S&P releases its annual survey of assets tied to its indexes.
The economy may be going through a rocky period, but the S&P 500 was sitting pretty in terms of indexed assets at the end of 2007. Standard & Poor's just released its annual report on assets tied to its indexes, and the numbers are pretty interesting.
First of all, a whopping $4.85 trillion is benchmarked to the S&P 500 (a figure that includes actively managed funds), which isn't too surprising. After all, most funds with any significant domestic large-cap holdings seem to use the iconic index as a benchmark.
But $1.47 trillion, or about 30%, of that is indexed assets, a 12% increase in assets from the end of 2006 and almost a 100% increase from the end of 1997. Meanwhile, the S&P 500 was up 5.49% for 2007.
Keep in mind, however, that the $1.47 trillion includes not just S&P 500 index funds, but also enhanced index assets and assets tied to style and composite indexes that are derived from or include the S&P 500. "Only" about $1.2 trillion of that is in regular index funds or exchange-traded funds.

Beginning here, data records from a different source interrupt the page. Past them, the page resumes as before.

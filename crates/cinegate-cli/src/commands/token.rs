//! Token version inspection and forced revocation.

use clap::{Args, Subcommand};

use cinegate_core::config::AppConfig;
use cinegate_core::error::AppError;
use cinegate_database::repositories::UserStore;

use crate::output;

/// Arguments for token commands
#[derive(Debug, Args)]
pub struct TokenArgs {
    /// Token subcommand
    #[command(subcommand)]
    pub command: TokenCommand,
}

/// Token subcommands
#[derive(Debug, Subcommand)]
pub enum TokenCommand {
    /// Show a user's current token version
    Show {
        /// Login email
        email: String,
    },
    /// Revoke every token issued to a user
    Revoke {
        /// Login email
        email: String,
        /// Skip confirmation prompt
        #[arg(long)]
        force: bool,
    },
}

/// Execute token commands
pub async fn execute(args: &TokenArgs, config: AppConfig) -> Result<(), AppError> {
    let state = super::connect(config).await?;

    let email = match &args.command {
        TokenCommand::Show { email } | TokenCommand::Revoke { email, .. } => email,
    };
    let user = state
        .auth
        .users()
        .find_by_email(email)
        .await?
        .ok_or_else(|| AppError::not_found(format!("User '{email}' not found")))?;

    match &args.command {
        TokenCommand::Show { .. } => {
            let version = state.auth.current_version(user.id).await?;
            output::field("User", &user.email);
            output::field("Token version", &version.to_string());
        }
        TokenCommand::Revoke { force, .. } => {
            if !force {
                let confirm = dialoguer::Confirm::new()
                    .with_prompt(format!("Revoke all tokens for '{}'?", user.email))
                    .default(false)
                    .interact()
                    .map_err(|e| AppError::internal(format!("Input error: {e}")))?;

                if !confirm {
                    output::caution("Cancelled");
                    return Ok(());
                }
            }

            let version = state.auth.logout(user.id).await?;
            output::done(&format!(
                "Tokens for '{}' revoked (version is now {version})",
                user.email
            ));
        }
    }

    Ok(())
}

The grand total of indexed assets for all of S&P's indexes is $1.71 trillion, meaning the S&P 500 represents about 86% of that. After the S&P 500, the S&P MidCap 400 Index has about $67.7 billion in assets indexed to it, while the S&P SmallCap 600 has about $33.3 billion in indexed assets. The S&P MidCap 400 and S&P SmallCap 600 both saw the amount of assets tied to them decrease - by 4% and 9%, respectively. International indexes only had about $107 billion tied to them.
About $209 billion of the total assets were in ETFs (with $150 billion of that invested in the S&P 500 Index alone), while the rest was in enhanced and traditional index mutual funds.